Tiene 73 años y empieza a ser consciente de que se acerca su final como gran héroe del viejo rock, canta sobre la muerte y la eternidad, pero esta noche ha sacado la apisonadora en Barcelona
Aquí lo tienen, este hombre de negro cantando «Hicimos una promesa que juramos recordar siempre/ No nos retiramos, baby, no nos rendimos». El anochecer se derrama por el cielo de Barcelona como tinta negra que cae en un vaso, un vaso medio lleno o medio vacío, así ha visto siempre la vida Bruce Springsteen y así lo ha contado en canciones de euforia pero también de sufrimiento, de celebración y de resistencia, canciones de esperanzas y derrotas, como las que hoy ha venido a cantar una vez más.

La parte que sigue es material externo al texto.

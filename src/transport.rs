//! Network Transport
//!
//! The seam between the orchestrator and the network, a `reqwest`
//! implementation of it, and the rules that turn a raw response into either
//! a body or a `FetchError`.

use async_trait::async_trait;
use serde_json::Value;
use tokio_util::sync::CancellationToken;

use crate::config::FetchConfig;
use crate::error::{FetchError, Result};
use crate::models::FetchRequest;

/// What came back over the wire, before classification.
#[derive(Debug, Clone, PartialEq)]
pub struct TransportResponse {
    pub status: u16,
    /// JSON body; non-JSON text is carried as a JSON string, an empty body as null
    pub body: Value,
}

impl TransportResponse {
    pub fn new(status: u16, body: Value) -> Self {
        Self { status, body }
    }

    pub fn ok(body: Value) -> Self {
        Self::new(200, body)
    }
}

// == Transport Trait ==
/// Issues one request. Implementations should stop waiting once `token` is
/// cancelled and report that as a transport failure.
#[async_trait]
pub trait Transport: Send + Sync {
    async fn send(
        &self,
        request: &FetchRequest,
        token: &CancellationToken,
    ) -> Result<TransportResponse>;
}

// == Reqwest Transport ==
/// HTTP transport backed by a shared `reqwest::Client`.
#[derive(Debug, Clone, Default)]
pub struct ReqwestTransport {
    client: reqwest::Client,
}

impl ReqwestTransport {
    pub fn new() -> Self {
        Self::default()
    }

    /// Builds a client honoring `request_timeout` from the config.
    pub fn from_config(config: &FetchConfig) -> Result<Self> {
        let mut builder = reqwest::Client::builder();
        if let Some(timeout) = config.request_timeout {
            builder = builder.timeout(timeout);
        }
        Ok(Self {
            client: builder.build()?,
        })
    }

    pub fn with_client(client: reqwest::Client) -> Self {
        Self { client }
    }
}

#[async_trait]
impl Transport for ReqwestTransport {
    async fn send(
        &self,
        request: &FetchRequest,
        token: &CancellationToken,
    ) -> Result<TransportResponse> {
        let mut builder = self
            .client
            .request(request.method.clone(), request.url.as_str());
        for (name, value) in &request.headers {
            builder = builder.header(name.as_str(), value.as_str());
        }
        if let Some(body) = &request.body {
            builder = builder.json(body);
        }

        let exchange = async {
            let response = builder.send().await?;
            let status = response.status().as_u16();
            let text = response.text().await?;
            Ok::<_, FetchError>(TransportResponse::new(status, parse_body(&text)))
        };

        tokio::select! {
            biased;
            _ = token.cancelled() => Err(FetchError::Transport("request cancelled".to_string())),
            result = exchange => result,
        }
    }
}

fn parse_body(text: &str) -> Value {
    if text.trim().is_empty() {
        return Value::Null;
    }
    serde_json::from_str(text).unwrap_or_else(|_| Value::String(text.to_string()))
}

// == Classification ==
/// Splits a transport response into a usable body or a failure.
///
/// A JSON object carrying a non-null, non-false `error` field is an
/// application error whatever the HTTP status. Otherwise any non-2xx status
/// is a status error.
pub fn classify_response(response: TransportResponse) -> Result<Value> {
    if let Some(err) = application_error(&response) {
        return Err(err);
    }

    if !(200..300).contains(&response.status) {
        let message = match &response.body {
            Value::String(text) if !text.is_empty() => text.clone(),
            _ => format!("HTTP {}", response.status),
        };
        return Err(FetchError::Status {
            status: response.status,
            message,
        });
    }

    Ok(response.body)
}

fn application_error(response: &TransportResponse) -> Option<FetchError> {
    let object = response.body.as_object()?;
    let flag = object
        .get("error")
        .filter(|v| !v.is_null() && **v != Value::Bool(false))?;

    let error = match flag {
        Value::String(label) => label.clone(),
        Value::Bool(true) => "Error".to_string(),
        other => other.to_string(),
    };

    let message = match object.get("message") {
        Some(Value::String(text)) => text.clone(),
        Some(Value::Array(parts)) => parts
            .iter()
            .map(|p| p.as_str().map(String::from).unwrap_or_else(|| p.to_string()))
            .collect::<Vec<_>>()
            .join(", "),
        _ => error.clone(),
    };

    let status_code = object
        .get("statusCode")
        .and_then(Value::as_i64)
        .and_then(|code| i32::try_from(code).ok())
        .unwrap_or_else(|| i32::from(response.status));

    Some(FetchError::Application {
        status_code,
        error,
        message,
    })
}
//! Controller Facade
//!
//! The public surface of the crate: current state, `refetch`, `abort`, and
//! identity changes through `set_request`.
//!
//! # Example
//! ```ignore
//! let cache = Arc::new(MemoryCache::default());
//! let users: FetchController<Vec<User>> = FetchController::builder("https://api.example.com/users")
//!     .cache(cache.clone())
//!     .build()?;
//!
//! let state = users.settled().await;
//! users.refetch(false); // bypass the cache once
//! ```

use std::sync::atomic::{AtomicBool, Ordering};
use std::sync::{Arc, Mutex, MutexGuard, PoisonError};

use serde::de::DeserializeOwned;
use tokio::runtime::Handle;
use tokio::sync::watch;
use tokio_util::sync::CancellationToken;
use tracing::{debug, info};

use crate::cache::{CacheBackend, MemoryCache};
use crate::config::FetchConfig;
use crate::error::Result;
use crate::fetch::{CycleContext, CycleMarker, Orchestrator};
use crate::models::{ControllerState, FetchRequest};
use crate::state::StateStore;
use crate::transport::{ReqwestTransport, Transport};

fn lock<T>(mutex: &Mutex<T>) -> MutexGuard<'_, T> {
    mutex.lock().unwrap_or_else(PoisonError::into_inner)
}

// == Fetch Controller ==
/// Fetches one resource, caches it, retries failures and supports abort.
///
/// Creating a controller starts its first cycle, so it must happen inside a
/// Tokio runtime. Later cycles are spawned on that same runtime, so `refetch`,
/// `abort` and `set_request` may be called from any thread. Dropping the
/// controller cancels the in-flight cycle.
pub struct FetchController<T> {
    orchestrator: Arc<Orchestrator<T>>,
    runtime: Handle,
    request: Mutex<FetchRequest>,
    use_cache: AtomicBool,
    current_token: Mutex<CancellationToken>,
}

impl<T> FetchController<T>
where
    T: DeserializeOwned + Clone + Send + Sync + 'static,
{
    /// Creates a controller and starts fetching `request`.
    ///
    /// # Panics
    /// Panics when called outside a Tokio runtime.
    pub fn new(
        request: impl Into<FetchRequest>,
        config: FetchConfig,
        cache: Arc<dyn CacheBackend>,
        transport: Arc<dyn Transport>,
    ) -> Self {
        let state = Arc::new(StateStore::new(ControllerState::idle()));
        let orchestrator = Orchestrator::new(config, cache, transport, state, CycleMarker::new());

        let controller = Self {
            orchestrator: Arc::new(orchestrator),
            runtime: Handle::current(),
            request: Mutex::new(request.into()),
            use_cache: AtomicBool::new(true),
            current_token: Mutex::new(CancellationToken::new()),
        };
        controller.on_idle();
        controller
    }

    pub fn builder(request: impl Into<FetchRequest>) -> FetchControllerBuilder<T> {
        FetchControllerBuilder::new(request)
    }

    // == State ==
    /// Snapshot of the current state.
    pub fn state(&self) -> ControllerState<T> {
        self.store().get()
    }

    /// Receiver notified on every state transition.
    pub fn subscribe(&self) -> watch::Receiver<ControllerState<T>> {
        self.store().subscribe()
    }

    /// Waits until the current cycle has written its terminal state.
    pub async fn settled(&self) -> ControllerState<T> {
        self.store().wait_until_settled().await
    }

    pub fn request(&self) -> FetchRequest {
        lock(&self.request).clone()
    }

    // == Refetch ==
    /// Re-arms the idle state, which starts a new cycle.
    ///
    /// With `use_cache` false the next cycle skips the cache lookup; the flag
    /// reverts to true once that cycle has taken it.
    pub fn refetch(&self, use_cache: bool) {
        self.use_cache.store(use_cache, Ordering::SeqCst);

        let marker = self.orchestrator.marker();
        self.store().set(|state| {
            // Older cycles lose the right to write as soon as we go idle
            marker.invalidate();
            state.mark_idle();
        });

        self.on_idle();
    }

    // == Abort ==
    /// Signals the current cycle's token. Its effects stop at the next checkpoint.
    pub fn abort(&self) {
        let identity = self.request().url;
        let token = lock(&self.current_token);
        if !token.is_cancelled() {
            info!("Aborting request for {}", identity);
            token.cancel();
        }
    }

    // == Identity Change ==
    /// Replaces the request. A new identity starts a fresh cycle; the same
    /// identity only updates what the next cycle will send.
    pub fn set_request(&self, request: impl Into<FetchRequest>) {
        let request = request.into();
        let changed = {
            let mut current = lock(&self.request);
            let changed = current.identity() != request.identity();
            *current = request;
            changed
        };

        if !changed {
            return;
        }

        if self.store().get().is_loading {
            debug!("Identity changed while loading, superseding the in-flight cycle");
        }
        self.refetch(true);
    }

    pub fn config(&self) -> &FetchConfig {
        self.orchestrator.config()
    }

    fn store(&self) -> &Arc<StateStore<T>> {
        self.orchestrator.state()
    }

    /// Turns an observed idle state into exactly one new cycle.
    fn on_idle(&self) {
        let marker = self.orchestrator.marker();
        let token = CancellationToken::new();
        let mut cycle_id = None;

        // Check-and-flip, id allocation and token swap all happen under the
        // state lock, so `abort` always sees the token of the latest cycle.
        // Lock order: state, then token.
        self.store().set_if(|state| {
            if !state.idle {
                return false;
            }
            cycle_id = Some(marker.begin());
            state.mark_loading();

            let previous = std::mem::replace(&mut *lock(&self.current_token), token.clone());
            // Its writes are already revoked; this only stops wasted network work
            previous.cancel();
            true
        });

        let Some(id) = cycle_id else {
            return;
        };

        let use_cache = self.use_cache.swap(true, Ordering::SeqCst);
        let ctx = CycleContext::with_token(id, self.request(), use_cache, token);

        info!(
            "Starting fetch cycle {} for {} (use_cache={})",
            id,
            ctx.key(),
            use_cache
        );

        let orchestrator = Arc::clone(&self.orchestrator);
        self.runtime.spawn(async move {
            let outcome = orchestrator.run(ctx).await;
            debug!("Fetch cycle {} finished: {:?}", id, outcome);
        });
    }
}

impl<T> Drop for FetchController<T> {
    fn drop(&mut self) {
        lock(&self.current_token).cancel();
    }
}

// == Builder ==
/// Wires a `FetchController` from optional parts.
///
/// Defaults: `FetchConfig::from_env()`, a private `MemoryCache`, and a
/// `ReqwestTransport` built from the config.
pub struct FetchControllerBuilder<T> {
    request: FetchRequest,
    config: Option<FetchConfig>,
    cache: Option<Arc<dyn CacheBackend>>,
    transport: Option<Arc<dyn Transport>>,
    _data: std::marker::PhantomData<fn() -> T>,
}

impl<T> FetchControllerBuilder<T>
where
    T: DeserializeOwned + Clone + Send + Sync + 'static,
{
    pub fn new(request: impl Into<FetchRequest>) -> Self {
        Self {
            request: request.into(),
            config: None,
            cache: None,
            transport: None,
            _data: std::marker::PhantomData,
        }
    }

    pub fn config(mut self, config: FetchConfig) -> Self {
        self.config = Some(config);
        self
    }

    /// Shares `cache` with every other controller holding the same `Arc`.
    pub fn cache(mut self, cache: Arc<dyn CacheBackend>) -> Self {
        self.cache = Some(cache);
        self
    }

    pub fn transport(mut self, transport: Arc<dyn Transport>) -> Self {
        self.transport = Some(transport);
        self
    }

    /// Builds the controller and starts its first cycle.
    pub fn build(self) -> Result<FetchController<T>> {
        let config = self.config.unwrap_or_else(FetchConfig::from_env);
        let cache = match self.cache {
            Some(cache) => cache,
            None => Arc::new(MemoryCache::from_config(&config)),
        };
        let transport = match self.transport {
            Some(transport) => transport,
            None => Arc::new(ReqwestTransport::from_config(&config)?),
        };
        Ok(FetchController::new(self.request, config, cache, transport))
    }
}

Así es: Bruce Springsteen tiene 73 años y no se retira y no se rinde. Así lo dice en la primera canción de su concierto en el estadio Lluís Companys, con la voz caliente y dura, un músculo tenso que va a acompañar a casi 60.000 personas durante unas cuantas horas de música. «¡Hola, Barcelona. Hola, Cataluña!».
Grabó ‘No Surrender’ en 1984 como un juramento y un compromiso: como una promesa. Y aquí está cuatro décadas después dispuesto a llevarnos más allá de la fiesta que es un concierto, intentando explicar algo que está por encima de los estribillos densos y las cuatro guitarras entrelazadas con nudos marineros, Steven Van Zandt con el flow suave, Nils Lofgren a zarpazos.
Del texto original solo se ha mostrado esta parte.